Un adolescent de 15 ans a été condamné ce jeudi 16 juillet à 18 ans de réclusion criminelle par le tribunal pour enfants de Chaumont pour le meurtre d’une surveillante de son collège, commis en juin 2025 à Nogent, en Haute-Marne. Le ministère public avait requis la même peine, estimant que l’altération du discernement de l’accusé au moment des faits ne devait pas être retenue. Un suivi sociojudiciaire de dix ans a également été prononcé.
Âgé de 14 ans au moment des faits, le collégien avait poignardé à mort Mélanie, 31 ans, assistante d’éducation au collège Françoise-Dolto, devant l’établissement, le matin du 10 juin 2025. Le drame s’était produit lors d’un contrôle inopiné des sacs des élèves par des gendarmes, destiné à détecter d’éventuelles armes blanches. L’adolescent avait été maîtrisé sur place par un militaire, qui avait été blessé à la main lors de l’interpellation.

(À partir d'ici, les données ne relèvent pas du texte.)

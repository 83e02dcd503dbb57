//! JWT claim structure for access tokens.

use serde::{Deserialize, Serialize};
use utoipa::ToSchema;
use uuid::Uuid;

/// Claims embedded in every access token.
#[derive(Debug, Clone, PartialEq, Eq, Serialize, Deserialize, ToSchema)]
pub struct Claims {
    /// User ID (subject claim)
    pub sub: String,
    pub username: String,
    pub email: String,
    /// `admin` or `user`
    pub role: String,
    /// Token issued-at timestamp (Unix timestamp)
    pub iat: usize,
    /// Token expiration timestamp (Unix timestamp)
    pub exp: usize,
}

impl Claims {
    /// The subject as a UUID, `None` if the token was minted with a foreign id.
    pub fn user_id(&self) -> Option<Uuid> {
        Uuid::parse_str(&self.sub).ok()
    }
}

#[cfg(test)]
mod tests {
    use super::*;

    fn sample(sub: &str) -> Claims {
        Claims {
            sub: sub.to_string(),
            username: "alice".to_string(),
            email: "alice@example.com".to_string(),
            role: "user".to_string(),
            iat: 1234567800,
            exp: 1234567890,
        }
    }

    #[test]
    fn test_claims_serialize() {
        let serialized = serde_json::to_string(&sample("user-id-123")).unwrap();
        assert!(serialized.contains(r#""sub":"user-id-123""#));
        assert!(serialized.contains(r#""username":"alice""#));
        assert!(serialized.contains(r#""role":"user""#));
    }

    #[test]
    fn test_claims_deserialize() {
        let json = r#"{"sub":"abc","username":"bob","email":"bob@test.com","role":"admin","iat":9999999900,"exp":9999999999}"#;
        let claims: Claims = serde_json::from_str(json).unwrap();
        assert_eq!(claims.username, "bob");
        assert_eq!(claims.role, "admin");
        assert_eq!(claims.exp, 9999999999);
    }

    #[test]
    fn test_user_id() {
        let id = Uuid::new_v4();
        assert_eq!(sample(&id.to_string()).user_id(), Some(id));
        assert_eq!(sample("not-a-uuid").user_id(), None);
    }
}
//! Process-level settings: runtime environment, bind address and bcrypt cost.
//!
//! - `APP_ENV`: `development` (default), `production` or `test`
//! - `HOST`: bind host (default `0.0.0.0`)
//! - `PORT`: bind port (default `5000`)
//! - `BCRYPT_COST`: bcrypt work factor (default `12`, valid range 4..=31)
//! - `SEED_ON_STARTUP`: seed the default admin and sample products at boot
//!   (default `true` outside production)

use std::fmt;
use std::str::FromStr;

use crate::env_parse;

pub const DEFAULT_BCRYPT_COST: u32 = 12;
pub const MIN_BCRYPT_COST: u32 = 4;
pub const MAX_BCRYPT_COST: u32 = 31;

#[derive(Clone, Copy, Debug, Default, PartialEq, Eq)]
pub enum Environment {
    #[default]
    Development,
    Production,
    Test,
}

impl Environment {
    pub fn as_str(&self) -> &'static str {
        match self {
            Environment::Development => "development",
            Environment::Production => "production",
            Environment::Test => "test",
        }
    }
}

impl FromStr for Environment {
    type Err = String;

    fn from_str(s: &str) -> Result<Self, Self::Err> {
        match s.trim().to_ascii_lowercase().as_str() {
            "development" | "dev" => Ok(Environment::Development),
            "production" | "prod" => Ok(Environment::Production),
            "test" => Ok(Environment::Test),
            other => Err(format!("unknown environment: {}", other)),
        }
    }
}

impl fmt::Display for Environment {
    fn fmt(&self, f: &mut fmt::Formatter<'_>) -> fmt::Result {
        f.write_str(self.as_str())
    }
}

#[derive(Clone, Debug, PartialEq, Eq)]
pub struct AppConfig {
    pub environment: Environment,
    pub host: String,
    pub port: u16,
    pub bcrypt_cost: u32,
    pub seed_on_startup: bool,
    /// Reported by the health endpoint.
    pub version: String,
}

impl Default for AppConfig {
    fn default() -> Self {
        Self {
            environment: Environment::Development,
            host: "0.0.0.0".to_string(),
            port: 5000,
            bcrypt_cost: DEFAULT_BCRYPT_COST,
            seed_on_startup: true,
            version: "1.0.0".to_string(),
        }
    }
}

impl AppConfig {
    #[must_use]
    pub fn from_env() -> Self {
        let defaults = Self::default();

        let environment = match std::env::var("APP_ENV") {
            Ok(raw) => raw.parse().unwrap_or_else(|err| {
                tracing::warn!("{}, falling back to development", err);
                Environment::Development
            }),
            Err(_) => Environment::Development,
        };

        Self {
            environment,
            host: std::env::var("HOST").unwrap_or(defaults.host),
            port: env_parse("PORT").unwrap_or(defaults.port),
            bcrypt_cost: env_parse::<u32>("BCRYPT_COST")
                .filter(|cost| (MIN_BCRYPT_COST..=MAX_BCRYPT_COST).contains(cost))
                .unwrap_or(defaults.bcrypt_cost),
            seed_on_startup: env_parse("SEED_ON_STARTUP")
                .unwrap_or(environment != Environment::Production),
            version: defaults.version,
        }
    }

    pub fn is_production(&self) -> bool {
        self.environment == Environment::Production
    }

    pub fn bind_address(&self) -> String {
        format!("{}:{}", self.host, self.port)
    }
}
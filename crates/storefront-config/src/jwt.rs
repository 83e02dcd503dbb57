use std::env;

use crate::env_parse;

/// 24 hours.
pub const DEFAULT_TOKEN_EXPIRY_SECS: i64 = 86_400;

#[derive(Clone, Debug)]
pub struct JwtConfig {
    pub secret: String,
    /// Access token lifetime in seconds.
    pub access_token_expiry: i64,
}

impl JwtConfig {
    pub fn from_env() -> Self {
        Self {
            secret: env::var("JWT_SECRET")
                .unwrap_or_else(|_| "your-secret-key-change-in-production".to_string()),
            access_token_expiry: env_parse::<i64>("JWT_EXPIRES_IN")
                .filter(|secs| *secs > 0)
                .unwrap_or(DEFAULT_TOKEN_EXPIRY_SECS),
        }
    }
}
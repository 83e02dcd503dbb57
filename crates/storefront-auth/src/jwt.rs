//! Token creation and verification.

use chrono::Utc;
use jsonwebtoken::{DecodingKey, EncodingKey, Header, Validation, decode, encode};
use uuid::Uuid;

use storefront_config::JwtConfig;
use storefront_core::AppError;

use crate::claims::Claims;

/// Message for any signature, format or expiry failure.
pub const INVALID_TOKEN: &str = "Invalid token.";

/// Issues an access token valid for `jwt_config.access_token_expiry` seconds.
///
/// # Errors
///
/// Returns an internal error if encoding fails.
pub fn create_access_token(
    user_id: Uuid,
    username: &str,
    email: &str,
    role: &str,
    jwt_config: &JwtConfig,
) -> Result<String, AppError> {
    let now = Utc::now().timestamp() as usize;
    let exp = now + jwt_config.access_token_expiry.max(0) as usize;

    let claims = Claims {
        sub: user_id.to_string(),
        username: username.to_string(),
        email: email.to_string(),
        role: role.to_string(),
        iat: now,
        exp,
    };

    encode(
        &Header::default(),
        &claims,
        &EncodingKey::from_secret(jwt_config.secret.as_bytes()),
    )
    .map_err(|e| AppError::internal(anyhow::anyhow!("Failed to create token: {}", e)))
}

/// Verifies signature and expiry and returns the claims.
///
/// # Errors
///
/// Returns 401 [`INVALID_TOKEN`] for any failure.
pub fn verify_token(token: &str, jwt_config: &JwtConfig) -> Result<Claims, AppError> {
    decode::<Claims>(
        token,
        &DecodingKey::from_secret(jwt_config.secret.as_bytes()),
        &Validation::default(),
    )
    .map(|data| data.claims)
    .map_err(|e| AppError::unauthorized(anyhow::Error::new(e).context(INVALID_TOKEN)))
}
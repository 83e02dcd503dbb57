//! Validating extractors.
//!
//! Handlers take these instead of the plain axum extractors, so a handler
//! body only ever sees input that already passed every `validator` rule.
//! Deserialization problems and rule violations both end in a 400 envelope.

use anyhow::anyhow;
use axum::{
    Json,
    extract::{
        FromRequest, FromRequestParts, Path, Query, Request,
        rejection::{JsonRejection, QueryRejection},
    },
    http::request::Parts,
};
use serde::de::DeserializeOwned;
use storefront_core::{AppError, FieldViolation};
use uuid::Uuid;
use validator::Validate;

pub const INVALID_ID_FORMAT: &str = "Invalid ID format";

/// Pulls the field name out of serde's "missing field `x`" message.
fn missing_field(message: &str) -> Option<&str> {
    message
        .split("missing field `")
        .nth(1)
        .and_then(|rest| rest.split('`').next())
}

/// Drops axum's "Failed to deserialize ...: " prefix.
fn serde_message(body_text: &str) -> &str {
    body_text
        .split_once(": ")
        .map(|(_, rest)| rest)
        .unwrap_or(body_text)
}

fn json_rejection(rejection: JsonRejection) -> AppError {
    match rejection {
        JsonRejection::JsonDataError(err) => {
            let text = err.body_text();
            let violation = match missing_field(&text) {
                Some(field) => FieldViolation::new(field, format!("{} is required", field)),
                None => FieldViolation::new("body", serde_message(&text)),
            };
            AppError::validation(vec![violation])
        }
        JsonRejection::JsonSyntaxError(err) => {
            AppError::bad_request(anyhow!(err.body_text()).context("Invalid JSON format"))
        }
        JsonRejection::MissingJsonContentType(_) => {
            AppError::bad_request(anyhow!("Missing 'Content-Type: application/json' header"))
        }
        other => AppError::new(other.status(), anyhow!(other.body_text())),
    }
}

fn query_rejection(rejection: QueryRejection) -> AppError {
    let text = rejection.body_text();
    AppError::validation(vec![FieldViolation::new("query", serde_message(&text))])
}

/// JSON body that has been deserialized and validated.
#[derive(Debug, Clone, Copy, Default)]
pub struct ValidatedJson<T>(pub T);

impl<T, S> FromRequest<S> for ValidatedJson<T>
where
    T: DeserializeOwned + Validate,
    S: Send + Sync,
{
    type Rejection = AppError;

    async fn from_request(req: Request, state: &S) -> Result<Self, Self::Rejection> {
        let Json(value) = Json::<T>::from_request(req, state)
            .await
            .map_err(json_rejection)?;

        value
            .validate()
            .map_err(|errors| AppError::from_validation(&errors))?;

        Ok(ValidatedJson(value))
    }
}

/// Query string that has been deserialized and validated.
#[derive(Debug, Clone, Copy, Default)]
pub struct ValidatedQuery<T>(pub T);

impl<T, S> FromRequestParts<S> for ValidatedQuery<T>
where
    T: DeserializeOwned + Validate,
    S: Send + Sync,
{
    type Rejection = AppError;

    async fn from_request_parts(parts: &mut Parts, state: &S) -> Result<Self, Self::Rejection> {
        let Query(value) = Query::<T>::from_request_parts(parts, state)
            .await
            .map_err(query_rejection)?;

        value
            .validate()
            .map_err(|errors| AppError::from_validation(&errors))?;

        Ok(ValidatedQuery(value))
    }
}

/// The `{id}` path segment, parsed as a UUID.
#[derive(Debug, Clone, Copy, PartialEq, Eq)]
pub struct ResourceId(pub Uuid);

impl<S> FromRequestParts<S> for ResourceId
where
    S: Send + Sync,
{
    type Rejection = AppError;

    async fn from_request_parts(parts: &mut Parts, state: &S) -> Result<Self, Self::Rejection> {
        let Path(raw) = Path::<String>::from_request_parts(parts, state)
            .await
            .map_err(|rejection| {
                AppError::bad_request(anyhow!(rejection.body_text()).context(INVALID_ID_FORMAT))
            })?;

        Uuid::parse_str(&raw)
            .map(ResourceId)
            .map_err(|e| AppError::bad_request(anyhow::Error::new(e).context(INVALID_ID_FORMAT)))
    }
}
use axum::extract::State;
use storefront_core::{ApiResponse, AppError, Created, MessageResponse, PaginationInfo};
use storefront_models::{
    CreateProductDto, Product, ProductFilter, ProductListQuery, ProductStats, UpdateProductDto,
};
use tracing::instrument;

use crate::middleware::auth::OptionalAuthUser;
use crate::modules::products::service::ProductService;
use crate::state::AppState;
use crate::validator::{ResourceId, ValidatedJson, ValidatedQuery};

/// Create a new product (admin only)
#[utoipa::path(
    post,
    path = "/api/products",
    request_body = CreateProductDto,
    responses(
        (status = 201, description = "Product created successfully", body = ApiResponse<Product>),
        (status = 400, description = "Validation failed", body = MessageResponse),
        (status = 401, description = "Unauthorized", body = MessageResponse),
        (status = 403, description = "Forbidden", body = MessageResponse),
        (status = 409, description = "Product name already taken", body = MessageResponse)
    ),
    security(
        ("bearer_auth" = [])
    ),
    tag = "Products"
)]
#[instrument(skip(state, dto))]
pub async fn create_product(
    State(state): State<AppState>,
    ValidatedJson(dto): ValidatedJson<CreateProductDto>,
) -> Result<Created<Product>, AppError> {
    let product = ProductService::create_product(state.products.as_ref(), dto).await?;
    Ok(Created(ApiResponse::with_data(
        "Product created successfully",
        product,
    )))
}

/// List products with pagination, sorting, search and filters
#[utoipa::path(
    get,
    path = "/api/products",
    params(ProductListQuery),
    responses(
        (status = 200, description = "Products retrieved successfully", body = ApiResponse<Vec<Product>>),
        (status = 400, description = "Invalid query", body = MessageResponse)
    ),
    tag = "Products"
)]
#[instrument(skip(state, viewer), fields(viewer = ?viewer.0.as_ref().map(|user| user.id)))]
pub async fn get_products(
    State(state): State<AppState>,
    viewer: OptionalAuthUser,
    ValidatedQuery(query): ValidatedQuery<ProductListQuery>,
) -> Result<ApiResponse<Vec<Product>>, AppError> {
    let filter = ProductFilter::from(query);
    let page = ProductService::get_products(state.products.as_ref(), &filter).await?;
    let pagination = PaginationInfo::for_request(filter.page, page.total);

    Ok(ApiResponse::paginated(
        "Products retrieved successfully",
        page.items,
        pagination,
    ))
}

/// Distinct categories of active products
#[utoipa::path(
    get,
    path = "/api/products/categories",
    responses(
        (status = 200, description = "Product categories retrieved successfully", body = ApiResponse<Vec<String>>)
    ),
    tag = "Products"
)]
#[instrument(skip(state))]
pub async fn get_categories(
    State(state): State<AppState>,
) -> Result<ApiResponse<Vec<String>>, AppError> {
    let categories = ProductService::get_categories(state.products.as_ref()).await?;
    Ok(ApiResponse::with_data(
        "Product categories retrieved successfully",
        categories,
    ))
}

/// Aggregate counts, prices and stock over every product
#[utoipa::path(
    get,
    path = "/api/products/stats",
    responses(
        (status = 200, description = "Product statistics retrieved successfully", body = ApiResponse<ProductStats>)
    ),
    tag = "Products"
)]
#[instrument(skip(state))]
pub async fn get_stats(
    State(state): State<AppState>,
) -> Result<ApiResponse<ProductStats>, AppError> {
    let stats = ProductService::get_stats(state.products.as_ref()).await?;
    Ok(ApiResponse::with_data(
        "Product statistics retrieved successfully",
        stats,
    ))
}

/// Get a product by ID, active or not
#[utoipa::path(
    get,
    path = "/api/products/{id}",
    params(
        ("id" = uuid::Uuid, Path, description = "Product ID")
    ),
    responses(
        (status = 200, description = "Product retrieved successfully", body = ApiResponse<Product>),
        (status = 400, description = "Invalid ID format", body = MessageResponse),
        (status = 404, description = "Product not found", body = MessageResponse)
    ),
    tag = "Products"
)]
#[instrument(skip(state, viewer), fields(viewer = ?viewer.0.as_ref().map(|user| user.id)))]
pub async fn get_product(
    State(state): State<AppState>,
    viewer: OptionalAuthUser,
    ResourceId(id): ResourceId,
) -> Result<ApiResponse<Product>, AppError> {
    let product = ProductService::get_product(state.products.as_ref(), id).await?;
    Ok(ApiResponse::with_data("Product retrieved successfully", product))
}

/// Update a product; absent fields are left unchanged (admin only)
#[utoipa::path(
    put,
    path = "/api/products/{id}",
    params(
        ("id" = uuid::Uuid, Path, description = "Product ID")
    ),
    request_body = UpdateProductDto,
    responses(
        (status = 200, description = "Product updated successfully", body = ApiResponse<Product>),
        (status = 400, description = "Validation failed", body = MessageResponse),
        (status = 404, description = "Product not found", body = MessageResponse),
        (status = 409, description = "Product name already taken", body = MessageResponse)
    ),
    security(
        ("bearer_auth" = [])
    ),
    tag = "Products"
)]
#[instrument(skip(state, dto))]
pub async fn update_product(
    State(state): State<AppState>,
    ResourceId(id): ResourceId,
    ValidatedJson(dto): ValidatedJson<UpdateProductDto>,
) -> Result<ApiResponse<Product>, AppError> {
    let product = ProductService::update_product(state.products.as_ref(), id, dto).await?;
    Ok(ApiResponse::with_data("Product updated successfully", product))
}

/// Deactivate a product (admin only)
#[utoipa::path(
    delete,
    path = "/api/products/{id}",
    params(
        ("id" = uuid::Uuid, Path, description = "Product ID")
    ),
    responses(
        (status = 200, description = "Product deleted successfully", body = MessageResponse),
        (status = 404, description = "Product not found", body = MessageResponse)
    ),
    security(
        ("bearer_auth" = [])
    ),
    tag = "Products"
)]
#[instrument(skip(state))]
pub async fn delete_product(
    State(state): State<AppState>,
    ResourceId(id): ResourceId,
) -> Result<ApiResponse<()>, AppError> {
    ProductService::delete_product(state.products.as_ref(), id).await?;
    Ok(ApiResponse::message("Product deleted successfully"))
}
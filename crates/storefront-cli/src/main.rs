use anyhow::Context;
use clap::{Parser, Subcommand};
use dialoguer::{Input, Password};
use dotenvy::dotenv;
use storefront_cli::seeder::{self, SeedConfig};
use storefront_config::{AppConfig, DatabaseConfig};
use storefront_core::hash_password_with_cost;
use storefront_db::{
    PgPool, PgProductStore, PgUserStore, UserStore, init_db_pool, run_migrations, seed_defaults,
};
use storefront_models::{CreateUserDto, NewUser, UserRole};
use validator::Validate;

#[derive(Parser)]
#[command(name = "storefront-cli")]
#[command(about = "Storefront CLI - Administrative tools for the Storefront API", long_about = None)]
struct Cli {
    #[command(subcommand)]
    command: Commands,
}

#[derive(Subcommand)]
enum Commands {
    /// Apply pending database migrations
    Migrate,
    /// Create a new administrator account
    CreateAdmin {
        /// Username (letters and digits, 3-30 characters)
        #[arg(short = 'u', long)]
        username: Option<String>,

        /// Email address
        #[arg(short = 'e', long)]
        email: Option<String>,

        /// Password (will be prompted securely if not provided)
        #[arg(short = 'p', long)]
        password: Option<String>,
    },
    /// Seed the default admin and the sample catalogue
    SeedDefaults,
    /// Seed the database with fake products and users
    Seed {
        /// Number of products to create
        #[arg(short = 'p', long, default_value = "50")]
        products: usize,

        /// Number of regular users to create
        #[arg(short = 'u', long, default_value = "10")]
        users: usize,
    },
}

#[tokio::main]
async fn main() {
    dotenv().ok();

    let cli = Cli::parse();
    let app_config = AppConfig::from_env();

    let pool = match init_db_pool(&DatabaseConfig::from_env()).await {
        Ok(pool) => pool,
        Err(e) => {
            eprintln!("❌ Failed to connect to database: {}", e);
            std::process::exit(1);
        }
    };

    let result = match cli.command {
        Commands::Migrate => handle_migrate(&pool).await,
        Commands::CreateAdmin {
            username,
            email,
            password,
        } => handle_create_admin(&pool, &app_config, username, email, password).await,
        Commands::SeedDefaults => handle_seed_defaults(&pool, &app_config).await,
        Commands::Seed { products, users } => {
            handle_seed(&pool, &app_config, SeedConfig::new(products, users)).await
        }
    };

    if let Err(e) = result {
        eprintln!("\n❌ Error: {:#}", e);
        std::process::exit(1);
    }
}

async fn handle_migrate(pool: &PgPool) -> anyhow::Result<()> {
    run_migrations(pool)
        .await
        .context("failed to run migrations")?;
    println!("✅ Migrations applied");
    Ok(())
}

async fn handle_create_admin(
    pool: &PgPool,
    app_config: &AppConfig,
    username: Option<String>,
    email: Option<String>,
    password: Option<String>,
) -> anyhow::Result<()> {
    let username = match username {
        Some(username) => username,
        None => Input::<String>::new()
            .with_prompt("Username")
            .interact_text()
            .context("failed to read username")?,
    };

    let email = match email {
        Some(email) => email,
        None => Input::<String>::new()
            .with_prompt("Email address")
            .interact_text()
            .context("failed to read email")?,
    };

    let password = match password {
        Some(password) => password,
        None => Password::new()
            .with_prompt("Password")
            .with_confirmation("Confirm password", "Passwords don't match")
            .interact()
            .context("failed to read password")?,
    };

    let dto = CreateUserDto {
        username: username.trim().to_string(),
        email: email.trim().to_lowercase(),
        password,
        role: Some(UserRole::Admin),
    };
    if let Err(errors) = dto.validate() {
        for violation in storefront_core::errors::violations(&errors) {
            eprintln!("   {}: {}", violation.field, violation.message);
        }
        anyhow::bail!("invalid admin details");
    }

    let password_hash = hash_password_with_cost(&dto.password, app_config.bcrypt_cost)
        .map_err(|e| e.error)?;

    let users = PgUserStore::new(pool.clone());
    let user = users
        .create(NewUser {
            username: dto.username,
            email: dto.email,
            password_hash,
            role: UserRole::Admin,
        })
        .await
        .map_err(|e| e.error)?;

    println!("\n✅ Admin created successfully!");
    println!("   Id: {}", user.id);
    println!("   Username: {}", user.username);
    println!("   Email: {}", user.email);
    Ok(())
}

async fn handle_seed_defaults(pool: &PgPool, app_config: &AppConfig) -> anyhow::Result<()> {
    let users = PgUserStore::new(pool.clone());
    let products = PgProductStore::new(pool.clone());

    let report = seed_defaults(&users, &products, app_config.bcrypt_cost)
        .await
        .map_err(|e| e.error)?;

    if report.admin_created {
        println!("✅ Default admin created");
    } else {
        println!("ℹ️  Default admin already exists");
    }
    println!("✅ Created {} sample products", report.products_created);
    Ok(())
}

async fn handle_seed(
    pool: &PgPool,
    app_config: &AppConfig,
    config: SeedConfig,
) -> anyhow::Result<()> {
    let users = PgUserStore::new(pool.clone());
    let products = PgProductStore::new(pool.clone());

    seeder::seed_fake(&users, &products, config, app_config.bcrypt_cost)
        .await
        .map_err(|e| e.error)?;
    Ok(())
}
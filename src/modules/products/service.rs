use anyhow::anyhow;
use storefront_core::{AppError, Page};
use storefront_db::{PRODUCT_CONFLICT, ProductStore};
use storefront_models::{
    CreateProductDto, Product, ProductChanges, ProductFilter, ProductStats, UpdateProductDto,
};
use tracing::{info, instrument};
use uuid::Uuid;

pub const PRODUCT_NOT_FOUND: &str = "Product not found";

fn not_found() -> AppError {
    AppError::not_found(anyhow!(PRODUCT_NOT_FOUND))
}

fn conflict() -> AppError {
    AppError::conflict(anyhow!(PRODUCT_CONFLICT))
}

pub struct ProductService;

impl ProductService {
    #[instrument(skip(products, dto), fields(name = %dto.name))]
    pub async fn create_product(
        products: &dyn ProductStore,
        dto: CreateProductDto,
    ) -> Result<Product, AppError> {
        let new_product = dto.into_new_product();

        if products.name_taken(&new_product.name, None).await? {
            return Err(conflict());
        }

        let product = products.create(new_product).await?;
        info!(product_id = %product.id, "Product created");
        Ok(product)
    }

    pub async fn get_products(
        products: &dyn ProductStore,
        filter: &ProductFilter,
    ) -> Result<Page<Product>, AppError> {
        products.list(filter).await
    }

    pub async fn get_product(products: &dyn ProductStore, id: Uuid) -> Result<Product, AppError> {
        products.find_by_id(id).await?.ok_or_else(not_found)
    }

    #[instrument(skip(products, dto))]
    pub async fn update_product(
        products: &dyn ProductStore,
        id: Uuid,
        dto: UpdateProductDto,
    ) -> Result<Product, AppError> {
        let existing = Self::get_product(products, id).await?;

        let mut changes = dto.into_changes();
        changes.name = changes.name.filter(|name| *name != existing.name);

        if let Some(name) = changes.name.as_deref() {
            if products.name_taken(name, Some(id)).await? {
                return Err(conflict());
            }
        }

        let product = products.update(id, changes).await?.ok_or_else(not_found)?;
        info!(product_id = %product.id, "Product updated");
        Ok(product)
    }

    /// Soft delete: the record stays, inactive.
    #[instrument(skip(products))]
    pub async fn delete_product(products: &dyn ProductStore, id: Uuid) -> Result<(), AppError> {
        products
            .update(id, ProductChanges::deactivate())
            .await?
            .ok_or_else(not_found)?;

        info!(product_id = %id, "Product deactivated");
        Ok(())
    }

    pub async fn get_categories(products: &dyn ProductStore) -> Result<Vec<String>, AppError> {
        products.categories().await
    }

    pub async fn get_stats(products: &dyn ProductStore) -> Result<ProductStats, AppError> {
        products.stats().await
    }
}
//! Middleware and extractors for cross-cutting request concerns.
//!
//! # Modules
//!
//! - [`auth`]: Bearer token authentication (`AuthUser`, `OptionalAuthUser`)
//! - [`role`]: Role-based authorization gates
//! - [`errors`]: The terminal error sink
//!
//! # Authentication Flow
//!
//! 1. Client sends request with `Authorization: Bearer <token>` header
//! 2. [`auth::authenticate`] verifies the token and re-loads the user
//! 3. [`role::require_admin`] checks the role of the resolved identity
//! 4. Handler executes with `AuthUser` available as an extractor
//!
//! # Example
//!
//! ```ignore
//! use axum::middleware::{from_fn, from_fn_with_state};
//!
//! let admin_routes = Router::new()
//!     .route("/", post(create_product))
//!     .route_layer(from_fn(require_admin))
//!     .route_layer(from_fn_with_state(state.clone(), authenticate));
//! ```

pub mod auth;
pub mod errors;
pub mod role;
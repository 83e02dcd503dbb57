use axum::{Json, extract::State};
use chrono::{DateTime, Utc};
use serde::Serialize;
use serde_json::{Value, json};
use utoipa::ToSchema;

use crate::state::AppState;

#[derive(Debug, Serialize, ToSchema)]
pub struct HealthResponse {
    pub success: bool,
    #[schema(example = "API is running")]
    pub message: String,
    pub timestamp: DateTime<Utc>,
    #[schema(example = "1.0.0")]
    pub version: String,
}

/// Health check
#[utoipa::path(
    get,
    path = "/api/health",
    responses(
        (status = 200, description = "API health status", body = HealthResponse)
    ),
    tag = "Health"
)]
pub async fn health_check(State(state): State<AppState>) -> Json<HealthResponse> {
    Json(HealthResponse {
        success: true,
        message: "API is running".to_string(),
        timestamp: Utc::now(),
        version: state.app_config.version.clone(),
    })
}

/// Summary of the available endpoints
#[utoipa::path(
    get,
    path = "/api/docs",
    responses(
        (status = 200, description = "API documentation information")
    ),
    tag = "Health"
)]
pub async fn api_docs() -> Json<Value> {
    Json(json!({
        "success": true,
        "message": "API Documentation",
        "endpoints": {
            "health": "GET /api/health",
            "users": {
                "login": "POST /api/users/login",
                "profile": "GET /api/users/profile",
                "create": "POST /api/users (admin only)",
                "list": "GET /api/users (admin only)",
                "get": "GET /api/users/{id} (admin only)",
                "update": "PUT /api/users/{id} (admin only)",
                "delete": "DELETE /api/users/{id} (admin only)"
            },
            "products": {
                "list": "GET /api/products",
                "get": "GET /api/products/{id}",
                "create": "POST /api/products (admin only)",
                "update": "PUT /api/products/{id} (admin only)",
                "delete": "DELETE /api/products/{id} (admin only)",
                "categories": "GET /api/products/categories",
                "stats": "GET /api/products/stats"
            }
        },
        "authentication": {
            "type": "Bearer Token",
            "header": "Authorization: Bearer <token>",
            "login": "POST /api/users/login with email and password"
        },
        "queryParameters": {
            "pagination": "?page=1&limit=10",
            "sorting": "?sort=name&order=ASC",
            "filtering": "?search=keyword&category=Electronics&isActive=true"
        }
    }))
}

/// Welcome message with pointers to the docs
pub async fn root(State(state): State<AppState>) -> Json<Value> {
    Json(json!({
        "success": true,
        "message": "Welcome to the Storefront API",
        "version": state.app_config.version,
        "documentation": "/swagger-ui",
        "health": "/api/health",
        "endpoints": {
            "swagger": "/swagger-ui",
            "scalar": "/scalar",
            "openapi": "/api-docs/openapi.json",
            "health": "/api/health",
            "users": "/api/users",
            "products": "/api/products"
        }
    }))
}
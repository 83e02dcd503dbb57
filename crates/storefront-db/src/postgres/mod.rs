//! PostgreSQL stores.
//!
//! Queries are built at runtime with [`sqlx::QueryBuilder`] so list filters
//! and partial updates only bind the parts that are present. Sort columns
//! come from the whitelisted sort enums, never from request text.

mod products;
mod users;

pub use products::PgProductStore;
pub use users::PgUserStore;

use storefront_core::PageRequest;

/// `LIMIT`/`OFFSET` values for a page. Offsets past `i64::MAX` are clamped so
/// an absurd page number yields an empty page instead of a negative offset.
pub(crate) fn limit_offset(page: PageRequest) -> (i64, i64) {
    let limit = i64::try_from(page.limit).unwrap_or(i64::MAX);
    let offset = i64::try_from(page.offset()).unwrap_or(i64::MAX);
    (limit, offset)
}

/// Escapes `LIKE` metacharacters and wraps the term for a substring match.
pub(crate) fn like_pattern(term: &str) -> String {
    let escaped = term
        .replace('\\', "\\\\")
        .replace('%', "\\%")
        .replace('_', "\\_");
    format!("%{}%", escaped)
}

En garde à vue, l’adolescent avait déclaré aux enquêteurs qu’il n’avait « aucun grief particulier » envers la victime, mais qu’il voulait s’en prendre à une surveillante, « n’importe laquelle ». Il avait expliqué avoir mûri son projet quelques jours avant les faits, après qu’une autre surveillante l’avait « sermonné » alors qu’il embrassait sa petite amie dans l’enceinte du collège. Sans antécédents judiciaires, il avait été placé en détention provisoire depuis sa mise en examen, treize mois avant le procès.
Du fait de son jeune âge, l’accusé ne pouvait pas encourir la perpétuité, la peine maximale étant fixée à 20 ans de réclusion criminelle. Le procès s’est déroulé à huis clos devant le tribunal pour enfants de Chaumont, une procédure habituelle pour les mineurs jugés pour des crimes graves. L’affaire avait suscité une vive émotion dans tout le pays, en raison de la violence de l’acte et du contexte de série d’agressions au couteau en milieu scolaire.
Le collège Françoise-Dolto, situé dans un bourg paisible de 3 500 habitants, avait été le théâtre de ce drame qui avait profondément choqué la communauté éducative et les habitants. La victime, mère de famille, était décrite comme une personne dévouée à son travail. Le meurtre avait relancé le débat sur la sécurité dans les établissements scolaires et la prévention de la violence chez les jeunes.
La condamnation à 18 ans de réclusion criminelle, assortie d’un suivi sociojudiciaire de dix ans, vise à garantir une prise en charge adaptée du condamné après sa libération. L’adolescent, qui a aujourd’hui 15 ans, devra purger sa peine dans un établissement pénitentiaire pour mineurs avant d’être transféré en centre de détention pour adultes à sa majorité.